Mais même si les normes sont bafouées, Donald Trump n’a pas à craindre de conséquences: les républicains qui le critiquaient encore en 2016 ont été soit éliminés, soit mis au pas. Les discours prononcés lors de la conférence du parti ont de toute façon été dominés par sa propre famille. Son fils Eric s’est directement tourné vers son paternel: «Je suis fier de te voir leur faire subir l’enfer.» «Mon père» a été prononcé à 15 reprises lors du discours.

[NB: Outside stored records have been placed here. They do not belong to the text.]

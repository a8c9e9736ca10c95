#![deny(rust_2018_idioms)]
#![forbid(unsafe_code)]

//! The transactional resource store contract: typed scoped-list and
//! point-lookup reads over a read-snapshot, and single-use, per-kind
//! upsert/delete writes committed or aborted as one transaction.

mod kinds;
mod memory;
mod registry;
mod scope;
mod traits;

pub use kinds::{
    AddressGroupBindingReader, AddressGroupBindingWriter, AddressGroupPortMappingReader,
    AddressGroupPortMappingWriter, AddressGroupReader, AddressGroupWriter, FullReader, FullWriter,
    IEAgAgRuleReader, IEAgAgRuleWriter, NetworkBindingReader, NetworkBindingWriter, NetworkReader,
    NetworkWriter, RuleS2SReader, RuleS2SWriter, ServiceAliasReader, ServiceAliasWriter,
    ServiceReader, ServiceWriter,
};
pub use memory::{InMemoryReader, InMemoryRegistry, InMemoryWriter};
pub use registry::Registry;
pub use scope::{Scope, SyncOp};
pub use traits::Transaction;
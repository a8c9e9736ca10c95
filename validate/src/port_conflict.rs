use netguard_pg_backend_core::{
    AddressGroupRef, Error, IngressPort, Result, ResourceIdentifier,
};
use netguard_pg_backend_store::AddressGroupPortMappingReader;

/// Cross-service port conflict check: if any `AddressGroup` is shared with
/// another service, the union of their exposed ranges per protocol must not
/// overlap. Checked against the currently stored
/// `AddressGroupPortMapping` for each candidate address group — not
/// against other services' live specs, since the mapping is already the
/// aggregated truth of who exposes what through that group.
pub async fn check_cross_service_port_conflict<R>(
    reader: &R,
    candidate_service: &ResourceIdentifier,
    candidate_ports: &[IngressPort],
    candidate_address_groups: &[AddressGroupRef],
) -> Result<()>
where
    R: AddressGroupPortMappingReader,
{
    for ag_ref in candidate_address_groups {
        let mapping_id = ResourceIdentifier::global(ag_ref.name.clone());
        let mapping = match reader.get_by_id(&mapping_id).await {
            Ok(m) => m,
            Err(Error::NotFound { .. }) => continue,
            Err(e) => return Err(e),
        };

        for (other_service, other_ports) in &mapping.access_ports {
            let other_id = ResourceIdentifier::new(
                other_service.namespace.clone(),
                other_service.name.clone(),
            );
            if &other_id == candidate_service {
                continue;
            }

            for candidate_port in candidate_ports {
                for existing in other_ports {
                    let existing_port = IngressPort::new(existing.protocol, existing.port.clone());
                    if existing_port.overlaps(candidate_port) {
                        return Err(Error::PortConflict {
                            service_a: candidate_service.clone(),
                            service_b: other_id,
                            address_group: mapping_id,
                            protocol: candidate_port.protocol.as_str(),
                            overlap: format!("{} vs {}", candidate_port.port, existing.port),
                        });
                    }
                }
            }
        }
    }

    Ok(())
}
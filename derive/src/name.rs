use netguard_pg_backend_core::{Traffic, Transport};
use uuid::Uuid;

/// The deterministic name for an `IEAgAgRule`: a pure function of
/// `(traffic, localAG, targetAG, protocol)` after case normalization.
///
/// Uses UUIDv5 (name-based, SHA-1) over a fixed all-zero 16-byte namespace,
/// with the `traffic|local|target|protocol` pipe-joined string as the
/// domain separator, held fixed across calls. What matters for downstream
/// consumers is determinism and sensitivity to each input, not
/// bit-compatibility with any other naming scheme.
pub fn deterministic_name(traffic: Traffic, local_ag: &str, target_ag: &str, transport: Transport) -> String {
    let input = format!(
        "{}|{}|{}|{}",
        traffic.as_str().to_lowercase(),
        local_ag.to_lowercase(),
        target_ag.to_lowercase(),
        transport.as_str().to_lowercase(),
    );
    let uuid = Uuid::new_v5(&Uuid::nil(), input.as_bytes());
    format!("{}-{}", traffic.name_prefix(), uuid.hyphenated())
}
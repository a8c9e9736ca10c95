use ahash::AHashMap as HashMap;
use netguard_pg_backend_core::{IngressPort, Transport};

/// Groups ports by the transport they produce a rule for (protocols with
/// no `Transport` mapping — ICMP — are ignored), collects the distinct port
/// strings per group, sorts them ascending as strings (not numerically —
/// downstream consumers rely on the string ordering), and joins with `,`.
///
/// Returns one `(Transport, joined_destination)` entry per transport
/// present among `ports`.
pub fn aggregate_by_transport(ports: &[IngressPort]) -> Vec<(Transport, String)> {
    let mut by_transport: HashMap<Transport, Vec<String>> = HashMap::default();
    for p in ports {
        let Some(transport) = Transport::from_service_protocol(p.protocol) else {
            continue;
        };
        let entry = by_transport.entry(transport).or_default();
        if !entry.contains(&p.port) {
            entry.push(p.port.clone());
        }
    }

    let mut out: Vec<_> = by_transport.into_iter().collect();
    for (_, ports) in out.iter_mut() {
        ports.sort();
    }
    out.sort_by_key(|(t, _)| *t);
    out.into_iter()
        .map(|(t, ports)| (t, ports.join(",")))
        .collect()
}

#[cfg(test)]
mod tests {
    use super::*;
    use netguard_pg_backend_core::Protocol;

    #[test]
    fn groups_by_protocol_and_sorts_lexicographically() {
        let ports = vec![
            IngressPort::new(Protocol::Tcp, "80"),
            IngressPort::new(Protocol::Tcp, "443"),
            IngressPort::new(Protocol::Tcp, "8080"),
        ];
        let groups = aggregate_by_transport(&ports);
        assert_eq!(groups.len(), 1);
        // String-sorted, not numeric: "443" < "80" < "8080" — preserved deliberately.
        assert_eq!(groups[0].1, "443,80,8080");
    }

    #[test]
    fn distinct_protocols_produce_distinct_groups() {
        let ports = vec![
            IngressPort::new(Protocol::Tcp, "80"),
            IngressPort::new(Protocol::Udp, "53"),
        ];
        let groups = aggregate_by_transport(&ports);
        assert_eq!(groups.len(), 2);
    }

    #[test]
    fn icmp_is_ignored() {
        let ports = vec![IngressPort::new(Protocol::Icmp, "0")];
        assert!(aggregate_by_transport(&ports).is_empty());
    }

    #[test]
    fn duplicate_ports_are_deduplicated() {
        let ports = vec![
            IngressPort::new(Protocol::Tcp, "80"),
            IngressPort::new(Protocol::Tcp, "80"),
        ];
        let groups = aggregate_by_transport(&ports);
        assert_eq!(groups[0].1, "80");
    }
}
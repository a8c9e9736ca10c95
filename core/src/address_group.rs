use crate::identifier::SelfRef;
use ipnet::IpNet;

/// The posture an address group applies to traffic that doesn't match any
/// more specific rule.
#[derive(Clone, Copy, Debug, PartialEq, Eq)]
pub enum DefaultAction {
    Accept,
    Drop,
}

/// A named collection of host addresses, owned globally (no namespace).
#[derive(Clone, Debug, PartialEq, Eq)]
pub struct AddressGroup {
    pub id: SelfRef,
    pub addresses: Vec<IpNet>,
    pub default_action: DefaultAction,
    pub logs: bool,
    pub trace: bool,
}
use crate::identifier::SelfRef;
use ipnet::IpNet;

/// An auxiliary CIDR resource that can be attached to an `AddressGroup` via
/// a `NetworkBinding`.
#[derive(Clone, Debug, PartialEq, Eq)]
pub struct Network {
    pub id: SelfRef,
    pub cidr: IpNet,
}
use crate::identifier::SelfRef;
use crate::refs::ServiceRef;

/// A namespace-local handle for referring to a `Service`, possibly across
/// namespaces, from a `RuleS2S`.
#[derive(Clone, Debug, PartialEq, Eq)]
pub struct ServiceAlias {
    pub id: SelfRef,
    pub service_ref: ServiceRef,
}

Cependant, après le début du discours de Donald Trump Junior, les yeux vitreux du fils aîné ont fait jaillir le mot «cocaïne» parmi les tendances sur Twitter. L’accusé a rejeté les soupçons et s’est ensuite défendu en évoquant le mauvais éclairage de la scène – même s’il semblait être le seul à avoir les yeux vitreux.
La peur, atout majeur
Contrairement aux filles de la famille, Ivanka et Tiffany, qui, en tant que diplômées universitaires à la recherche d’un emploi, se sont imaginées dans une situation similaire à celle des millions de chômeurs engendrés par le coronavirus, seule Melania, l’épouse de Trump, est parvenue à toucher le très large public: la First Lady a été la seule oratrice à exprimer sa compassion pour les victimes de la pandémie et à s’abstenir d’attaquer l’adversaire politique de son mari.
Outre l’hommage rendu à Donald Trump, les attaques contre les démocrates ont été le cœur du programme de l’événement – et les exagérations contre l’adversaire ont parfois pris des traits grotesques. Le scrutin est extrêmement polarisé: si ce n’est pas eux, une menace de chaos, d’anarchie et de naufrage économique planera.
Citation de l’extrait vidéo: «Où que vous viviez, votre famille ne sera pas en sécurité!»
Néanmoins, «Donald Trump n’est pas une cause de la situation actuelle du GOP; c’est un effet», estime Matthew Dowd, l’ancien conseiller de George W. Bush. La première pierre avait déjà été posée en 2008 par une femme politique qui était la vice-présidente désignée du candidat présidentiel John McCain: Sarah Palin. «Rappelez-vous que Sarah Palin, qui était une version préliminaire de Donald Trump, a attiré beaucoup plus de républicains que John McCain en 2008.»
«Being Trump»
A la fin de la conférence du parti, une personne qu’on n’aurait pas soupçonnée de tenir des propos défavorables au président des Etats-Unis a été invitée à tirer une conclusion. «J’ai regardé la majeure partie de la dernière heure et demie et ce qui me frappe vraiment, c’est que nous appelons cela une convention républicaine, alors que c’est en fait une convention Trump», a déclaré le présentateur de la Fox Chris Wallace dès le premier jour du rassemblement.
Le journaliste renommé a conclu: «Il semble avoir fait le calcul que le meilleur porte-parole, le meilleur vendeur pour Donald Trump est Donald Trump. Et du côté de sa base d’électeurs, […] il a probablement tout à fait raison.»